#### [EXERCISE DETAILS]
Look through the records and copy each line that has "const" in it.

Dataset entries:

*** Block opens ***

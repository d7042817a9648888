//! Navigation between output files.

use crate::config::Settings;
use crate::dom::{Document, NodeId};
use crate::error::Result;
use crate::model::{Annotations, ElementKind};

use super::toc::{self, TocId, TocTree};

impl TocTree {
    /// The TOC node of an element that is a file element.
    pub fn file_node_for(&self, element: NodeId) -> Option<TocId> {
        self.node_of(element)
            .filter(|&id| self.get(id).is_some_and(|n| n.file_element))
    }

    /// Output file the element is rendered into: that of the nearest
    /// ancestor-or-self file element that has one.
    pub fn containing_file(&self, doc: &Document, element: NodeId) -> Option<&str> {
        std::iter::once(element)
            .chain(doc.ancestors(element))
            .filter_map(|e| self.file_node_for(e))
            .find_map(|id| self.get(id).and_then(|n| n.output_file.as_deref()))
    }

    /// Nearest file node after `id` in document order.
    pub fn next_file(&self, id: TocId) -> Option<TocId> {
        self.iter()
            .skip(id.0 as usize + 1)
            .find(|n| n.file_element)
            .map(|n| n.id)
    }

    /// Nearest file node before `id` in document order.
    pub fn previous_file(&self, id: TocId) -> Option<TocId> {
        self.iter()
            .take(id.0 as usize)
            .rev()
            .find(|n| n.file_element)
            .map(|n| n.id)
    }

    pub fn parent_of(&self, id: TocId) -> Option<TocId> {
        self.get(id).and_then(|n| n.parent)
    }

    /// Number of file nodes listed in the page contents of `id`, looking
    /// `depth` levels down. 0 means the whole document fits on one page.
    pub fn count_page_contents_entries(&self, id: TocId, depth: u32) -> usize {
        self.children(id)
            .filter(|c| c.file_element)
            .map(|c| {
                1 + if depth > 1 {
                    self.count_page_contents_entries(c.id, depth - 1)
                } else {
                    0
                }
            })
            .sum()
    }
}

/// Whether a document-structure element renders anything into its own file.
/// Children with files of their own don't count; titles don't either.
/// Page-TOC children do, as they are rendered into this element's file.
pub fn has_content_in_same_file(doc: &Document, annotations: &Annotations, element: NodeId) -> bool {
    doc.element_children(element).any(|child| {
        let kind = doc.kind(child);
        !annotations.is_file_element(child)
            && kind.is_visible_top_level()
            && !matches!(
                kind,
                ElementKind::Title | ElementKind::Subtitle | ElementKind::Info
            )
    })
}

/// Drop the pages of file elements with nothing of their own to show, and
/// of the document element. Their elements become not addressable; the
/// navigation links straight to their children. Returns the number of
/// dropped pages.
pub fn apply_simple_navigation(
    doc: &Document,
    annotations: &mut Annotations,
    tree: &mut TocTree,
    settings: &Settings,
) -> Result<usize> {
    if !settings.simple_navigation_mode {
        return Ok(0);
    }

    let dropped: Vec<_> = tree
        .iter()
        .filter(|n| {
            n.file_element
                && (n.parent.is_none() || !has_content_in_same_file(doc, annotations, n.element))
        })
        .map(|n| (n.id, n.element))
        .collect();

    for &(id, element) in &dropped {
        if let Some(node) = tree.get_mut(id) {
            node.output_file = None;
        }
        annotations.entry(element).not_addressable = true;
    }

    toc::check_auto_id_file_names(doc, tree, settings)?;
    log::debug!("Simple navigation mode dropped {} page(s)", dropped.len());
    Ok(dropped.len())
}

#[cfg(test)]
mod tests {
    use super::*;
    use crate::dom::parse_str;
    use crate::model::Rank;
    use crate::structure::annotate::Annotator;
    use crate::structure::rank::assign_ranks;
    use crate::structure::toc::build_toc;

    const BOOK: &str = r#"<book xmlns="http://docbook.org/ns/docbook">
        <chapter xml:id="c1">
            <title>One</title>
            <section xml:id="s11"><para xml:id="p11">Text</para></section>
            <section xml:id="s12"/>
        </chapter>
        <chapter xml:id="c2">
            <para>Intro</para>
            <section xml:id="s21"><section xml:id="s211"/></section>
        </chapter>
        <chapter xml:id="c3"/>
    </book>"#;

    fn build(settings: &Settings) -> (Document, Annotations, TocTree) {
        let mut doc = parse_str(BOOK).unwrap();
        let mut annotations = Annotations::new();
        assign_ranks(&doc, &mut annotations).unwrap();
        Annotator::new(settings).run(&mut doc, &mut annotations).unwrap();
        let tree = build_toc(&doc, &mut annotations, settings).unwrap();
        (doc, annotations, tree)
    }

    fn element(doc: &Document, id: &str) -> NodeId {
        doc.descendants(doc.root_element().unwrap())
            .find(|&n| doc.xml_id(n) == Some(id))
            .unwrap()
    }

    #[test]
    fn test_file_navigation() {
        let (doc, _, tree) = build(&Settings::default());
        // book, c1, s11, s12, c2, s21, s211, c3
        assert_eq!(tree.len(), 8);
        let c1 = tree.file_node_for(element(&doc, "c1")).unwrap();
        let s12 = tree.file_node_for(element(&doc, "s12")).unwrap();
        assert_eq!(tree.next_file(c1), Some(TocId(2)));
        assert_eq!(tree.previous_file(c1), Some(TocId(0)));
        assert_eq!(tree.previous_file(TocId(0)), None);
        assert_eq!(tree.next_file(s12), Some(TocId(4)));
        assert_eq!(tree.next_file(TocId(7)), None);
        assert_eq!(tree.parent_of(s12), Some(c1));
        assert_eq!(tree.parent_of(TocId(0)), None);

        // section2 is below the file threshold
        assert_eq!(tree.file_node_for(element(&doc, "s211")), None);
        assert_eq!(tree.next_file(TocId(5)), Some(TocId(7)));
    }

    #[test]
    fn test_containing_file() {
        let (doc, _, tree) = build(&Settings::default());
        assert_eq!(tree.containing_file(&doc, element(&doc, "p11")), Some("s11.html"));
        assert_eq!(tree.containing_file(&doc, element(&doc, "s211")), Some("s21.html"));
        assert_eq!(tree.containing_file(&doc, element(&doc, "c3")), Some("c3.html"));
        assert_eq!(
            tree.containing_file(&doc, doc.root_element().unwrap()),
            Some("index.html")
        );
    }

    #[test]
    fn test_count_page_contents_entries() {
        let (_, _, tree) = build(&Settings::default());
        let root = tree.root().unwrap();
        assert_eq!(tree.count_page_contents_entries(root, 1), 3);
        assert_eq!(tree.count_page_contents_entries(root, 2), 6);
        assert_eq!(tree.count_page_contents_entries(root, 9), 6);
        assert_eq!(tree.count_page_contents_entries(TocId(7), 3), 0);

        let single_page = Settings::new().with_file_element_rank(Rank::Book);
        let (_, _, tree) = build(&single_page);
        assert_eq!(tree.count_page_contents_entries(TocId(0), 3), 0);
    }

    #[test]
    fn test_has_content_in_same_file() {
        let (doc, annotations, _) = build(&Settings::default());
        assert!(!has_content_in_same_file(&doc, &annotations, element(&doc, "c1")));
        assert!(has_content_in_same_file(&doc, &annotations, element(&doc, "c2")));
        assert!(!has_content_in_same_file(&doc, &annotations, element(&doc, "c3")));
        assert!(has_content_in_same_file(&doc, &annotations, element(&doc, "s11")));
        // s211 is only listed in the page contents, so it renders into s21
        assert!(has_content_in_same_file(&doc, &annotations, element(&doc, "s21")));
    }

    #[test]
    fn test_content_after_file_children_counts() {
        let xml = r#"<book xmlns="http://docbook.org/ns/docbook">
            <chapter xml:id="c1">
                <title>One</title>
                <section xml:id="s1"><para>Text</para></section>
                <para>Trailing</para>
            </chapter>
        </book>"#;
        let settings = Settings::default();
        let mut doc = parse_str(xml).unwrap();
        let mut annotations = Annotations::new();
        assign_ranks(&doc, &mut annotations).unwrap();
        Annotator::new(&settings).run(&mut doc, &mut annotations).unwrap();
        build_toc(&doc, &mut annotations, &settings).unwrap();

        assert!(has_content_in_same_file(&doc, &annotations, element(&doc, "c1")));
    }

    #[test]
    fn test_simple_navigation_keeps_pages_of_page_toc_sections() {
        let settings = Settings::new()
            .with_file_element_rank(Rank::Chapter)
            .with_page_toc_element_rank(Rank::Section1)
            .with_simple_navigation_mode(true);
        let mut doc = parse_str(
            r#"<book xmlns="http://docbook.org/ns/docbook">
                <chapter xml:id="c1">
                    <title>One</title>
                    <section xml:id="s1"><para xml:id="body">Text</para></section>
                </chapter>
            </book>"#,
        )
        .unwrap();
        let mut annotations = Annotations::new();
        assign_ranks(&doc, &mut annotations).unwrap();
        Annotator::new(&settings).run(&mut doc, &mut annotations).unwrap();
        let mut tree = build_toc(&doc, &mut annotations, &settings).unwrap();
        let dropped = apply_simple_navigation(&doc, &mut annotations, &mut tree, &settings).unwrap();

        // Only the root page goes
        assert_eq!(dropped, 1);
        assert!(!annotations.is_not_addressable(element(&doc, "c1")));
        assert_eq!(tree.containing_file(&doc, element(&doc, "body")), Some("c1.html"));
    }

    #[test]
    fn test_simple_navigation_mode() {
        let settings = Settings::new().with_simple_navigation_mode(true);
        let (doc, mut annotations, mut tree) = build(&settings);
        let dropped = apply_simple_navigation(&doc, &mut annotations, &mut tree, &settings).unwrap();

        // The root, c1 (title only) and the empty c3 and s12
        assert_eq!(dropped, 4);
        assert_eq!(tree.get(TocId(0)).unwrap().output_file, None);
        assert!(annotations.is_not_addressable(element(&doc, "c1")));
        assert!(!annotations.is_not_addressable(element(&doc, "c2")));
        assert_eq!(tree.containing_file(&doc, element(&doc, "c2")), Some("c2.html"));
        assert_eq!(tree.containing_file(&doc, element(&doc, "c3")), None);
    }

    #[test]
    fn test_simple_navigation_off() {
        let settings = Settings::default();
        let (doc, mut annotations, mut tree) = build(&settings);
        let before = tree.clone();
        assert_eq!(apply_simple_navigation(&doc, &mut annotations, &mut tree, &settings).unwrap(), 0);
        assert_eq!(tree, before);
    }
}
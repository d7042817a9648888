//! Structural ranks.

use std::fmt;
use std::str::FromStr;

use crate::error::Error;

/// Deepest section nesting below a chapter-ranked element.
pub const MAX_SECTION_NESTING_LEVEL: u8 = 3;

/// Coarse structural importance of a document-structure element.
///
/// Ordered from least to most important: a deeper section has a *lower* rank,
/// so `rank >= threshold` selects the threshold level and everything above it.
#[derive(Debug, Clone, Copy, PartialEq, Eq, PartialOrd, Ord, Hash)]
pub enum Rank {
    Simplesect,
    Section3,
    Section2,
    Section1,
    Chapter,
    Part,
    Book,
}

impl Rank {
    /// Rank of a section nested `level` deep under a chapter-ranked element
    /// (1-based).
    pub fn section(level: u8) -> Option<Rank> {
        match level {
            1 => Some(Rank::Section1),
            2 => Some(Rank::Section2),
            3 => Some(Rank::Section3),
            _ => None,
        }
    }

    /// Nesting level for section ranks, 0 for anything else.
    pub fn section_level(self) -> u8 {
        match self {
            Rank::Section1 => 1,
            Rank::Section2 => 2,
            Rank::Section3 => 3,
            _ => 0,
        }
    }

    pub fn as_str(self) -> &'static str {
        match self {
            Rank::Simplesect => "simplesect",
            Rank::Section3 => "section3",
            Rank::Section2 => "section2",
            Rank::Section1 => "section1",
            Rank::Chapter => "chapter",
            Rank::Part => "part",
            Rank::Book => "book",
        }
    }
}

impl fmt::Display for Rank {
    fn fmt(&self, f: &mut fmt::Formatter<'_>) -> fmt::Result {
        f.write_str(self.as_str())
    }
}

impl FromStr for Rank {
    type Err = Error;

    fn from_str(s: &str) -> Result<Self, Self::Err> {
        match s.trim().to_ascii_lowercase().as_str() {
            "simplesect" => Ok(Rank::Simplesect),
            "section3" => Ok(Rank::Section3),
            "section2" => Ok(Rank::Section2),
            "section1" => Ok(Rank::Section1),
            "chapter" => Ok(Rank::Chapter),
            "part" => Ok(Rank::Part),
            "book" => Ok(Rank::Book),
            other => Err(Error::Config(format!(
                "unknown rank {other:?}; expected one of \"simplesect\", \"section3\", \
                 \"section2\", \"section1\", \"chapter\", \"part\", \"book\""
            ))),
        }
    }
}

#[cfg(feature = "cli")]
impl<'de> serde::Deserialize<'de> for Rank {
    fn deserialize<D: serde::Deserializer<'de>>(deserializer: D) -> Result<Self, D::Error> {
        let s = String::deserialize(deserializer)?;
        s.parse().map_err(serde::de::Error::custom)
    }
}

#[cfg(feature = "cli")]
impl serde::Serialize for Rank {
    fn serialize<S: serde::Serializer>(&self, serializer: S) -> Result<S::Ok, S::Error> {
        serializer.serialize_str(self.as_str())
    }
}

#[cfg(test)]
mod tests {
    use super::*;

    #[test]
    fn test_ordering() {
        assert!(Rank::Simplesect < Rank::Section3);
        assert!(Rank::Section3 < Rank::Section2);
        assert!(Rank::Section2 < Rank::Section1);
        assert!(Rank::Section1 < Rank::Chapter);
        assert!(Rank::Chapter < Rank::Part);
        assert!(Rank::Part < Rank::Book);
    }

    #[test]
    fn test_section_levels() {
        for level in 1..=MAX_SECTION_NESTING_LEVEL {
            let rank = Rank::section(level).unwrap();
            assert_eq!(rank.section_level(), level);
        }
        assert_eq!(Rank::section(0), None);
        assert_eq!(Rank::section(MAX_SECTION_NESTING_LEVEL + 1), None);
        assert_eq!(Rank::Chapter.section_level(), 0);
    }

    #[test]
    fn test_parse_and_display() {
        assert_eq!("section2".parse::<Rank>().unwrap(), Rank::Section2);
        assert_eq!(" Chapter ".parse::<Rank>().unwrap(), Rank::Chapter);
        assert_eq!(Rank::Section1.to_string(), "section1");
        assert!(matches!("sect1".parse::<Rank>(), Err(Error::Config(_))));
    }
}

*** Block closes ***

#### [RESPONSE BOX]
    const BOOK: &str = r#"<book xmlns="http://docbook.org/ns/docbook">
pub const MAX_SECTION_NESTING_LEVEL: u8 = 3;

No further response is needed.